# YOUR ASSIGNMENT:
Go through the data and copy each line where the word "every" shows up.

# PROVIDED MATERIAL:
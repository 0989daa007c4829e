//! Keyed store contract.
//!
//! Lookups return `Ok(None)` when nothing matches. The store offers no
//! multi-key transactions; every invariant that spans a read and a write is
//! pushed down into a conditional write (`insert_target_group`,
//! `assign_deployment`, `upsert_deployment`, `claim_preflight`) that fails with
//! [`StoreError::ConditionFailed`] when another writer got there first.

mod memory;
mod mongo;

pub use memory::InMemoryStore;
pub use mongo::MongoStore;

use async_trait::async_trait;
use base64::{engine::general_purpose::URL_SAFE_NO_PAD, Engine as _};
use chrono::{DateTime, Utc};
use serde::Serialize;
use thiserror::Error;

use crate::models::{
    AccessRequest, CachedArgOptions, CachedTarget, Deployment, Preflight, Provider, TargetGroup,
    TargetGroupAssignment,
};

pub const DEFAULT_PAGE_SIZE: usize = 50;

#[derive(Error, Debug)]
pub enum StoreError {
    #[error("conditional write failed")]
    ConditionFailed,

    #[error("invalid page token")]
    InvalidPageToken,

    #[error("store backend error: {0}")]
    Backend(#[from] anyhow::Error),
}

/// Condition on a deployment's assignment under which `upsert_deployment`
/// may write.
#[derive(Debug, Clone, PartialEq, Eq)]
pub enum AssignmentGuard {
    Any,
    /// Missing, or present and bound to no target group.
    Unassigned,
    /// Present and bound to this target group.
    AssignedTo(String),
}

/// One page of results plus the token for the next page, if any.
#[derive(Debug, Clone, PartialEq, Serialize)]
pub struct Page<T> {
    pub items: Vec<T>,
    pub next: Option<String>,
}

impl<T> Page<T> {
    pub fn map<U>(self, f: impl FnMut(T) -> U) -> Page<U> {
        Page {
            items: self.items.into_iter().map(f).collect(),
            next: self.next,
        }
    }
}

/// Opaque pagination token. Encodes the offset of the next page.
pub(crate) fn encode_page_token(offset: usize) -> String {
    URL_SAFE_NO_PAD.encode(offset.to_string())
}

pub(crate) fn decode_page_token(token: Option<&str>) -> Result<usize, StoreError> {
    let Some(token) = token else {
        return Ok(0);
    };
    let bytes = URL_SAFE_NO_PAD
        .decode(token)
        .map_err(|_| StoreError::InvalidPageToken)?;
    String::from_utf8(bytes)
        .ok()
        .and_then(|s| s.parse().ok())
        .ok_or(StoreError::InvalidPageToken)
}

/// Slice `offset..offset+page_size` out of `items` (already in key order).
pub(crate) fn paginate<T>(items: Vec<T>, offset: usize, page_size: usize) -> Page<T> {
    let total = items.len();
    let items: Vec<T> = items.into_iter().skip(offset).take(page_size).collect();
    let next_offset = offset + items.len();
    Page {
        next: (next_offset < total).then(|| encode_page_token(next_offset)),
        items,
    }
}

#[async_trait]
pub trait Store: Send + Sync {
    async fn health_check(&self) -> Result<(), StoreError>;

    // Target groups
    async fn get_target_group(&self, id: &str) -> Result<Option<TargetGroup>, StoreError>;
    async fn list_target_groups(&self, page: Option<&str>) -> Result<Page<TargetGroup>, StoreError>;
    /// Insert only if no group with this id exists.
    async fn insert_target_group(&self, group: &TargetGroup) -> Result<(), StoreError>;

    // Deployments
    async fn get_deployment(&self, id: &str) -> Result<Option<Deployment>, StoreError>;
    /// Insert a deployment, or update the provider, function URL and
    /// diagnostics of an existing one. The assignment is never written; a new
    /// deployment starts unassigned.
    async fn upsert_deployment(
        &self,
        deployment: &Deployment,
        guard: &AssignmentGuard,
    ) -> Result<Deployment, StoreError>;
    async fn find_deployment_for_target_group(
        &self,
        target_group_id: &str,
    ) -> Result<Option<Deployment>, StoreError>;
    /// Set the assignment only if the deployment is unassigned, still runs
    /// `provider`, and no other deployment is assigned to the same target group.
    async fn assign_deployment(
        &self,
        deployment_id: &str,
        provider: &Provider,
        assignment: &TargetGroupAssignment,
    ) -> Result<Deployment, StoreError>;
    /// Clear the assignment only if it currently points at `target_group_id`.
    async fn clear_deployment_assignment(
        &self,
        deployment_id: &str,
        target_group_id: &str,
    ) -> Result<Deployment, StoreError>;

    // Preflights
    async fn put_preflight(&self, preflight: &Preflight) -> Result<(), StoreError>;
    /// Unconsumed preflight owned by `user_id`.
    async fn get_preflight(
        &self,
        id: &str,
        user_id: &str,
    ) -> Result<Option<Preflight>, StoreError>;
    /// Atomically mark an unconsumed preflight owned by `user_id` as consumed.
    /// `None` if it does not exist, belongs to someone else or was already
    /// claimed.
    async fn claim_preflight(
        &self,
        id: &str,
        user_id: &str,
        now: DateTime<Utc>,
    ) -> Result<Option<Preflight>, StoreError>;

    // Requests
    async fn put_request(&self, request: &AccessRequest) -> Result<(), StoreError>;
    async fn get_request(&self, id: &str) -> Result<Option<AccessRequest>, StoreError>;
    async fn list_requests_for_user(
        &self,
        user_id: &str,
        page: Option<&str>,
    ) -> Result<Page<AccessRequest>, StoreError>;
    async fn list_requests(&self, page: Option<&str>) -> Result<Page<AccessRequest>, StoreError>;

    // Entitlement cache
    async fn get_cached_target(&self, id: &str) -> Result<Option<CachedTarget>, StoreError>;
    async fn put_cached_target(&self, target: &CachedTarget) -> Result<(), StoreError>;
    async fn list_cached_targets(
        &self,
        page: Option<&str>,
    ) -> Result<Page<CachedTarget>, StoreError>;

    // Provider argument options
    async fn get_arg_options(
        &self,
        provider_id: &str,
        arg_id: &str,
    ) -> Result<Option<CachedArgOptions>, StoreError>;
    async fn put_arg_options(&self, options: &CachedArgOptions) -> Result<(), StoreError>;
}

#[cfg(test)]
mod tests {
    use super::*;

    #[test]
    fn page_tokens_round_trip_offsets() {
        assert_eq!(decode_page_token(None).unwrap(), 0);
        let token = encode_page_token(150);
        assert_eq!(decode_page_token(Some(&token)).unwrap(), 150);
        assert!(matches!(
            decode_page_token(Some("not a token!")),
            Err(StoreError::InvalidPageToken)
        ));
    }

    #[test]
    fn paginate_emits_next_token_until_exhausted() {
        let first = paginate((0..5).collect::<Vec<_>>(), 0, 2);
        assert_eq!(first.items, vec![0, 1]);
        let offset = decode_page_token(first.next.as_deref()).unwrap();
        assert_eq!(offset, 2);

        let last = paginate((0..5).collect::<Vec<_>>(), 4, 2);
        assert_eq!(last.items, vec![4]);
        assert!(last.next.is_none());
    }
}
//! Test helper module for access-service integration tests.
//!
//! Wires the services to the in-memory store and in-process collaborators so
//! every test runs without MongoDB or network access.

#![allow(dead_code)]

use access_service::{
    config::{GrantPolicy, SchemaValidation},
    models::{
        AccessGroup, AccessRequest, AuthenticatedUser, CachedTarget, Deployment, Grant, Provider,
        RequestedBy,
    },
    router,
    services::{
        Clock, GroupAuthorizer, InMemoryStore, LocalWorkflow, MockArgOptionSource, MockClock,
        MockEventPutter, MockProviderRegistry, Store, Workflow, WorkflowError,
    },
    AppState, Collaborators,
};
use async_trait::async_trait;
use axum::Router;
use chrono::{DateTime, TimeZone, Utc};
use serde_json::json;
use std::collections::{BTreeMap, BTreeSet};
use std::sync::atomic::{AtomicUsize, Ordering};
use std::sync::Arc;

pub const ADMIN_GROUP: &str = "access_admins";

pub fn ec2_v1() -> Provider {
    Provider::new("acme", "ec2", "1.0.0")
}

/// Same target schema as [`ec2_v1`].
pub fn ec2_v1_1() -> Provider {
    Provider::new("acme", "ec2", "1.1.0")
}

pub fn ec2_v2() -> Provider {
    Provider::new("acme", "ec2", "2.0.0")
}

pub fn ec2_schema() -> serde_json::Value {
    json!({ "accountId": { "type": "string", "title": "Account" } })
}

/// Delegates to [`LocalWorkflow`] and fails the grant call whose zero-based
/// index equals `fail_on_call`.
pub struct ScriptedWorkflow {
    inner: LocalWorkflow,
    fail_on_call: Option<usize>,
    pub grant_calls: AtomicUsize,
}

impl ScriptedWorkflow {
    pub fn new(clock: Arc<dyn Clock>, fail_on_call: Option<usize>) -> Self {
        Self {
            inner: LocalWorkflow::new(clock),
            fail_on_call,
            grant_calls: AtomicUsize::new(0),
        }
    }

    pub fn calls(&self) -> usize {
        self.grant_calls.load(Ordering::SeqCst)
    }
}

#[async_trait]
impl Workflow for ScriptedWorkflow {
    async fn grant(
        &self,
        group: &AccessGroup,
        subject: &RequestedBy,
    ) -> Result<Vec<Grant>, WorkflowError> {
        let call = self.grant_calls.fetch_add(1, Ordering::SeqCst);
        if Some(call) == self.fail_on_call {
            return Err(WorkflowError::Failed(anyhow::anyhow!(
                "provider rejected access group {}",
                group.id
            )));
        }
        self.inner.grant(group, subject).await
    }

    async fn revoke(
        &self,
        request: &AccessRequest,
        actor_id: &str,
        actor_email: &str,
    ) -> Result<Vec<Grant>, WorkflowError> {
        self.inner.revoke(request, actor_id, actor_email).await
    }
}

pub struct TestApp {
    pub state: AppState,
    pub store: Arc<InMemoryStore>,
    pub registry: Arc<MockProviderRegistry>,
    pub arg_source: Arc<MockArgOptionSource>,
    pub events: Arc<MockEventPutter>,
    pub clock: Arc<MockClock>,
    pub workflow: Arc<ScriptedWorkflow>,
}

pub struct TestAppBuilder {
    schema_validation: SchemaValidation,
    fail_grant_on_call: Option<usize>,
    failing_events: bool,
    page_size: usize,
}

impl Default for TestAppBuilder {
    fn default() -> Self {
        Self {
            schema_validation: SchemaValidation::Deferred,
            fail_grant_on_call: None,
            failing_events: false,
            page_size: 50,
        }
    }
}

impl TestAppBuilder {
    pub fn schema_validation(mut self, mode: SchemaValidation) -> Self {
        self.schema_validation = mode;
        self
    }

    pub fn fail_grant_on_call(mut self, call: usize) -> Self {
        self.fail_grant_on_call = Some(call);
        self
    }

    pub fn failing_events(mut self) -> Self {
        self.failing_events = true;
        self
    }

    pub fn page_size(mut self, page_size: usize) -> Self {
        self.page_size = page_size;
        self
    }

    pub fn build(self) -> TestApp {
        let store = Arc::new(InMemoryStore::with_page_size(self.page_size));
        let registry = Arc::new(
            MockProviderRegistry::new()
                .with_provider(ec2_v1(), ec2_schema())
                .with_provider(ec2_v1_1(), ec2_schema())
                .with_provider(
                    ec2_v2(),
                    json!({ "accountId": { "type": "string" }, "region": { "type": "string" } }),
                ),
        );
        let arg_source = Arc::new(MockArgOptionSource::new());
        let events = Arc::new(if self.failing_events {
            MockEventPutter::failing()
        } else {
            MockEventPutter::new()
        });
        let clock = Arc::new(MockClock::new(
            Utc.with_ymd_and_hms(2024, 6, 1, 9, 0, 0).unwrap(),
        ));
        let workflow = Arc::new(ScriptedWorkflow::new(
            clock.clone(),
            self.fail_grant_on_call,
        ));

        let state = AppState::new(
            Collaborators {
                store: store.clone(),
                registry: registry.clone(),
                arg_source: arg_source.clone(),
                workflow: workflow.clone(),
                authorizer: Arc::new(GroupAuthorizer::new(store.clone(), ADMIN_GROUP)),
                events: events.clone(),
                clock: clock.clone(),
            },
            self.schema_validation,
            GrantPolicy::default(),
        );

        TestApp {
            state,
            store,
            registry,
            arg_source,
            events,
            clock,
            workflow,
        }
    }
}

impl TestApp {
    pub fn spawn() -> Self {
        TestAppBuilder::default().build()
    }

    pub fn builder() -> TestAppBuilder {
        TestAppBuilder::default()
    }

    pub fn router(&self) -> Router {
        router(self.state.clone())
    }

    pub fn clock_now(&self) -> DateTime<Utc> {
        self.clock.now()
    }

    /// Cache a requestable target visible to `groups`.
    pub async fn seed_target(&self, id: &str, access_rule: &str, groups: &[&str]) -> CachedTarget {
        let target = CachedTarget {
            id: id.to_string(),
            target_group_id: "aws-accounts".to_string(),
            access_rule: access_rule.to_string(),
            fields: BTreeMap::from([("accountId".to_string(), id.to_string())]),
            groups: groups.iter().map(|g| g.to_string()).collect(),
            reviewers: BTreeSet::from(["reviewer@example.com".to_string()]),
        };
        self.store
            .put_cached_target(&target)
            .await
            .expect("Failed to seed target");
        target
    }

    pub async fn seed_deployment(&self, id: &str, provider: Provider) -> Deployment {
        self.state
            .target_groups
            .register_deployment(deployment(id, provider))
            .await
            .expect("Failed to seed deployment")
    }
}

pub fn deployment(id: &str, provider: Provider) -> Deployment {
    Deployment {
        id: id.to_string(),
        provider,
        function_url: Some(format!("https://{}.example.com", id)),
        diagnostics: vec![],
        target_group_assignment: None,
    }
}

pub fn user(id: &str, groups: &[&str]) -> AuthenticatedUser {
    AuthenticatedUser::new(id, format!("{}@example.com", id)).with_groups(groups.iter().copied())
}

pub fn admin() -> AuthenticatedUser {
    user("admin", &[ADMIN_GROUP])
}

# OUTPUT FOR THIS EXERCISE:
//! multi-key transactions; every invariant that spans a read and a write is
//! every test runs without MongoDB or network access.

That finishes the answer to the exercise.